Hopefully the Sixers do, whether or not they've clinched. They could certainly use the tune-up, the reminder of what it's like to play a team whose season didn't really end in February, the challenge of having to lock in for 48 minutes and not just the first and last six. Jimmy & Co. will probably give them that, as the Heat look to climb out of the 3-6 matchup (and a first-round date with either Milwaukee and Brooklyn) and into the 4-5 (with a second-round series against Philly likely imminent). I still don't want to see Miami at any point this postseason, and I have to imagine neither do the guys on the team -- with the potential exception of Joel, who Jimmy still appears to have some weird sort of Svengali hold on. But to potentially get the chance to knock Miami out of their side of the playoff bracket while also getting the taste of blood and salt back in their mouths for the first time in months feels like something worth getting up for, whether or not they've already secured their own postseason standing.

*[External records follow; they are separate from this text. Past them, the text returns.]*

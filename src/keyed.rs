//! The contract shared by both map engines.

/// A key-value container with upsert semantics and cursor-based enumeration.
///
/// Cursors returned by [`find`](KeyedContainer::find), [`begin`](KeyedContainer::begin) and
/// [`end`](KeyedContainer::end) borrow the container immutably, so they are invalidated by
/// (and cannot coexist with) any later `insert`, `remove` or `reserve` on the same container.
pub trait KeyedContainer<K, V> {
    /// Read-only position inside the container.
    ///
    /// Iterating a cursor yields the entry it points at and then every live entry after it.
    type Cursor<'a>: Iterator<Item = (&'a K, &'a V)> + Clone + PartialEq
    where
        Self: 'a,
        K: 'a,
        V: 'a;

    /// Inserts `value` under `key`, returning the value it replaced, if any.
    fn insert(&mut self, key: K, value: V) -> Option<V>;

    /// Returns a cursor at the entry for `key`, or [`end`](KeyedContainer::end) if absent.
    fn find(&self, key: &K) -> Self::Cursor<'_>;

    /// Removes `key`, handing its value back to the caller.
    fn remove(&mut self, key: &K) -> Option<V>;

    /// Number of live entries.
    fn len(&self) -> usize;

    /// Grows storage so that `target` entries fit without another resize.
    fn reserve(&mut self, target: usize);

    /// Slot count (open addressing) or bucket count (chaining).
    fn capacity(&self) -> usize;

    /// Number of stored entries a lookup of `key` inspects.
    fn probe_length(&self, key: &K) -> usize;

    /// Cursor at the first live entry, equal to [`end`](KeyedContainer::end) when empty.
    fn begin(&self) -> Self::Cursor<'_>;

    /// Past-the-end cursor.
    fn end(&self) -> Self::Cursor<'_>;

    /// Returns true if the container holds no entries.
    fn is_empty(&self) -> bool {
        self.len() == 0
    }

    /// Returns the value stored under `key`.
    fn get<'a>(&'a self, key: &K) -> Option<&'a V>
    where
        K: 'a,
        V: 'a,
    {
        self.find(key).next().map(|(_, value)| value)
    }

    /// Eager snapshot of all live entries in enumeration order.
    fn entries(&self) -> Vec<(K, V)>
    where
        K: Clone,
        V: Clone,
    {
        self.begin().map(|(key, value)| (key.clone(), value.clone())).collect()
    }
}
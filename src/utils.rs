//! Utility functions and traits shared by every `KeyedContainer`

use crate::KeyedContainer;

/// Extension trait for container implementations that provides additional utility methods
pub trait ContainerExtensions<K, V> {
    /// Returns the keys of the container as a Vec, in enumeration order
    fn keys(&self) -> Vec<K>;

    /// Returns the values of the container as a Vec, in enumeration order
    fn values(&self) -> Vec<V>;

    /// Returns true if the container contains the given key
    fn contains_key(&self, key: &K) -> bool;

    /// Live entries per slot (or per bucket); 0 before any storage is allocated
    fn load_factor(&self) -> f64;
}

impl<K, V, C> ContainerExtensions<K, V> for C
where
    C: KeyedContainer<K, V>,
    K: Clone,
    V: Clone,
{
    fn keys(&self) -> Vec<K> {
        self.begin().map(|(k, _)| k.clone()).collect()
    }

    fn values(&self) -> Vec<V> {
        self.begin().map(|(_, v)| v.clone()).collect()
    }

    fn contains_key(&self, key: &K) -> bool {
        self.find(key) != self.end()
    }

    #[allow(clippy::arithmetic_side_effects, clippy::cast_precision_loss)]
    fn load_factor(&self) -> f64 {
        if self.capacity() == 0 {
            return 0.0;
        }
        self.len() as f64 / self.capacity() as f64
    }
}

/// Creates any container from an iterator of key-value pairs.
///
/// Later pairs overwrite earlier ones with the same key.
pub fn collect_into<C, K, V, I>(iter: I) -> C
where
    C: KeyedContainer<K, V> + Default,
    I: IntoIterator<Item = (K, V)>,
{
    let iter = iter.into_iter();
    let mut container = C::default();
    container.reserve(iter.size_hint().0);

    for (key, value) in iter {
        container.insert(key, value);
    }

    container
}

#[cfg(test)]
mod tests {
    use super::*;
    use crate::{BuildIdentityHasher, ChainingMap, ProbingMap};

    #[test]
    fn test_collect_into() {
        let data = vec![("a".to_string(), 1), ("b".to_string(), 2), ("c".to_string(), 3)];

        let map: ProbingMap<String, i32> = collect_into(data.clone());
        assert_eq!(map.get("a"), Some(&1));
        assert_eq!(map.get("b"), Some(&2));
        assert_eq!(map.get("c"), Some(&3));
        assert_eq!(map.len(), 3);

        let map: ChainingMap<String, i32> = collect_into(data);
        assert_eq!(map.get("c"), Some(&3));
        assert_eq!(map.len(), 3);
    }

    #[test]
    fn test_collect_into_keeps_last_value() {
        let map: ChainingMap<i32, &str> = collect_into([(1, "first"), (1, "second")]);
        assert_eq!(map.len(), 1);
        assert_eq!(map.get(&1), Some(&"second"));
    }

    #[test]
    fn test_keys_and_values() {
        let mut map = ProbingMap::new();
        map.insert("a".to_string(), 1);
        map.insert("b".to_string(), 2);
        map.insert("c".to_string(), 3);

        let mut keys = map.keys();
        keys.sort(); // Sort for predictable comparison

        let mut values = map.values();
        values.sort_unstable();

        assert_eq!(keys, vec!["a".to_string(), "b".to_string(), "c".to_string()]);
        assert_eq!(values, vec![1, 2, 3]);
    }

    #[test]
    fn test_keys_follow_enumeration_order() {
        let mut map = ChainingMap::with_hasher(BuildIdentityHasher);
        map.insert(2_usize, 'b');
        map.insert(0, 'a');

        assert_eq!(map.keys(), vec![0, 2]);
        assert_eq!(map.values(), vec!['a', 'b']);
    }

    #[test]
    fn test_contains_key() {
        let mut map = ChainingMap::new();
        map.insert(1, 10);

        assert!(ContainerExtensions::contains_key(&map, &1));
        assert!(!ContainerExtensions::contains_key(&map, &2));
    }

    #[test]
    fn test_load_factor() {
        let mut map = ProbingMap::with_hasher(BuildIdentityHasher);
        assert!(map.load_factor().abs() < f64::EPSILON);

        map.insert(0_usize, ());
        assert_eq!(map.capacity(), 4);
        assert!((map.load_factor() - 0.25).abs() < f64::EPSILON);
    }
}
// Model-based checks of the KeyedContainer contract, run against both engines.
//
// Every operation sequence is replayed on a std HashMap model:
//  - insert returns what the model's insert returns (the displaced value)
//  - remove returns what the model's remove returns, and the key is gone afterwards
//  - len() tracks the model after every step; reserve never shrinks capacity
// At the end every model entry must be found, and entries() must hold exactly the
// model's pairs with no duplicate keys.
//
// A second family slides a fixed-size window of live keys across thousands of fresh
// keys and checks that capacity() stays within a bound derived from the peak len().
use std::collections::{HashMap, HashSet};

use keyed_tables::{BuildIdentityHasher, ChainingMap, KeyedContainer, ProbingMap};
use proptest::prelude::*;

#[derive(Debug, Clone)]
enum Op {
    Insert(u16, u32),
    Remove(u16),
    Reserve(usize),
}

fn ops(key: impl Strategy<Value = u16> + Clone) -> impl Strategy<Value = Vec<Op>> {
    let op = prop_oneof![
        3 => (key.clone(), any::<u32>()).prop_map(|(k, v)| Op::Insert(k, v)),
        2 => key.prop_map(Op::Remove),
        1 => (0_usize..128).prop_map(Op::Reserve),
    ];
    proptest::collection::vec(op, 0..200)
}

// Keys that all share a home slot/bucket until the table passes 64 slots
fn colliding_keys() -> impl Strategy<Value = u16> + Clone {
    (0_u16..32).prop_map(|k| k * 64)
}

fn check_against_model<C>(mut map: C, ops: &[Op]) -> Result<(), TestCaseError>
where
    C: KeyedContainer<u16, u32>,
{
    let mut model = HashMap::new();

    for op in ops {
        match *op {
            Op::Insert(k, v) => {
                prop_assert_eq!(map.insert(k, v), model.insert(k, v));
            }
            Op::Remove(k) => {
                prop_assert_eq!(map.remove(&k), model.remove(&k));
                prop_assert!(map.find(&k) == map.end());
            }
            Op::Reserve(n) => {
                let before = map.capacity();
                map.reserve(n);
                prop_assert!(map.capacity() >= before);
            }
        }
        prop_assert_eq!(map.len(), model.len());
    }

    for (k, v) in &model {
        prop_assert_eq!(map.get(k), Some(v));
    }

    let entries = map.entries();
    prop_assert_eq!(entries.len(), map.len());
    let distinct: HashSet<u16> = entries.iter().map(|(k, _)| *k).collect();
    prop_assert_eq!(distinct.len(), entries.len());
    prop_assert_eq!(entries.into_iter().collect::<HashMap<_, _>>(), model);

    Ok(())
}

// Slides a window of `window` live keys across `rounds` fresh keys: every step inserts
// a new key and removes the one that fell out of the window. Storage must follow the
// peak live count, not the number of operations.
fn check_churn_stays_bounded<C>(
    mut map: C,
    window: u32,
    rounds: u32,
    stride: u32,
) -> Result<(), TestCaseError>
where
    C: KeyedContainer<u32, u32>,
{
    let mut peak = 0_usize;
    for round in 0..rounds {
        let key = round.wrapping_mul(stride);
        prop_assert_eq!(map.insert(key, round), None);
        peak = peak.max(map.len());
        if round >= window {
            let old = (round - window).wrapping_mul(stride);
            prop_assert_eq!(map.remove(&old), Some(round - window));
        }

        let bound = 8 * (peak + 1).next_power_of_two();
        prop_assert!(
            map.capacity() <= bound,
            "capacity {} exceeds {} at round {} (peak len {})",
            map.capacity(),
            bound,
            round,
            peak
        );
    }
    prop_assert!(map.len() <= window as usize);
    Ok(())
}

proptest! {
    #[test]
    fn prop_probing_map_matches_model(ops in ops(0_u16..64)) {
        check_against_model(ProbingMap::<u16, u32>::new(), &ops)?;
    }

    #[test]
    fn prop_chaining_map_matches_model(ops in ops(0_u16..64)) {
        check_against_model(ChainingMap::<u16, u32>::new(), &ops)?;
    }

    #[test]
    fn prop_probing_map_matches_model_under_collisions(ops in ops(colliding_keys())) {
        check_against_model(ProbingMap::<u16, u32, _>::with_hasher(BuildIdentityHasher), &ops)?;
    }

    #[test]
    fn prop_chaining_map_matches_model_under_collisions(ops in ops(colliding_keys())) {
        check_against_model(ChainingMap::<u16, u32, _>::with_hasher(BuildIdentityHasher), &ops)?;
    }

    #[test]
    fn prop_probing_map_churn_stays_bounded(
        window in 1_u32..64,
        rounds in 1_000_u32..5_000,
        stride in 1_u32..1_000,
    ) {
        check_churn_stays_bounded(ProbingMap::<u32, u32>::new(), window, rounds, stride)?;
        check_churn_stays_bounded(
            ProbingMap::<u32, u32, _>::with_hasher(BuildIdentityHasher),
            window,
            rounds,
            stride,
        )?;
    }

    #[test]
    fn prop_chaining_map_churn_stays_bounded(
        window in 1_u32..64,
        rounds in 1_000_u32..5_000,
        stride in 1_u32..1_000,
    ) {
        check_churn_stays_bounded(ChainingMap::<u32, u32>::new(), window, rounds, stride)?;
    }

    #[test]
    fn prop_enumeration_is_stable(pairs in proptest::collection::vec((any::<u16>(), any::<u32>()), 0..100)) {
        let probing: ProbingMap<u16, u32> = pairs.iter().copied().collect();
        prop_assert_eq!(probing.entries(), probing.entries());
        prop_assert_eq!(probing.iter().count(), probing.len());

        let chaining: ChainingMap<u16, u32> = pairs.iter().copied().collect();
        prop_assert_eq!(chaining.entries(), chaining.entries());
        prop_assert_eq!(chaining.iter().count(), chaining.len());
    }
}

fn upsert_keeps_one_entry<C: KeyedContainer<i32, i32> + Default>() {
    let mut map = C::default();
    map.insert(0, 0);
    map.insert(0, 1);
    assert_eq!(map.entries(), vec![(0, 1)]);
    assert_eq!(map.len(), 1);
}

fn distinct_keys_both_stored<C: KeyedContainer<i32, i32> + Default>() {
    let mut map = C::default();
    map.insert(0, 0);
    map.insert(1, 1);

    let mut entries = map.entries();
    entries.sort_unstable();
    assert_eq!(entries, vec![(0, 0), (1, 1)]);
    assert_eq!(map.len(), 2);
}

fn removals_drain_the_map<C: KeyedContainer<i32, i32> + Default>() {
    let mut map = C::default();
    map.insert(0, 0);
    map.insert(1, 1);
    map.insert(2, 2);

    assert_eq!(map.remove(&0), Some(0));
    assert_eq!(map.len(), 2);
    assert_eq!(map.remove(&1), Some(1));
    assert_eq!(map.len(), 1);
    assert_eq!(map.remove(&2), Some(2));
    assert_eq!(map.len(), 0);
    assert!(map.begin() == map.end());
}

fn empty_map_finds_nothing<C: KeyedContainer<i32, i32> + Default>() {
    let mut map = C::default();
    assert!(map.find(&7) == map.end());
    assert!(map.begin() == map.end());
    assert_eq!(map.get(&7), None);
    assert_eq!(map.remove(&7), None);
    assert!(map.is_empty());
    assert!(map.entries().is_empty());
}

#[test]
fn test_probing_map_scenarios() {
    upsert_keeps_one_entry::<ProbingMap<i32, i32>>();
    distinct_keys_both_stored::<ProbingMap<i32, i32>>();
    removals_drain_the_map::<ProbingMap<i32, i32>>();
    empty_map_finds_nothing::<ProbingMap<i32, i32>>();
}

#[test]
fn test_chaining_map_scenarios() {
    upsert_keeps_one_entry::<ChainingMap<i32, i32>>();
    distinct_keys_both_stored::<ChainingMap<i32, i32>>();
    removals_drain_the_map::<ChainingMap<i32, i32>>();
    empty_map_finds_nothing::<ChainingMap<i32, i32>>();
}

#[test]
fn test_for_loop_over_reference() {
    let map: ChainingMap<&str, i32> = [("a", 1), ("b", 2), ("c", 3)].into_iter().collect();

    let mut sum = 0;
    for (_, value) in &map {
        sum += value;
    }
    assert_eq!(sum, 6);
}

And then? We still have two home games against Orlando -- who might have a starting backcourt of Elsa from Frozen and one of the Quad City DJs by the time they make it to Philly -- to get right, and if we somehow still need it, to coast to an easy win to ensure the one seed. Most likely, we'll spend those games getting plenty of reps for Isaiah Joe, Rayjon Tucker and Paul Reed (hell, maybe we'll even call Zhaire Smith back to Philly for the occasion) while Embiid, Ben Simmons and Tobias Harris bathe in lavender and oatmeal somewhere many hundreds of miles away, and get their bodies and minds centered in time for postseason ball. If we have one more signature-ish win under our belt by then -- a beatdown of a good team who we hate and who kinda needs the W themselves -- I think they'll be ready. Just as importantly, so will we.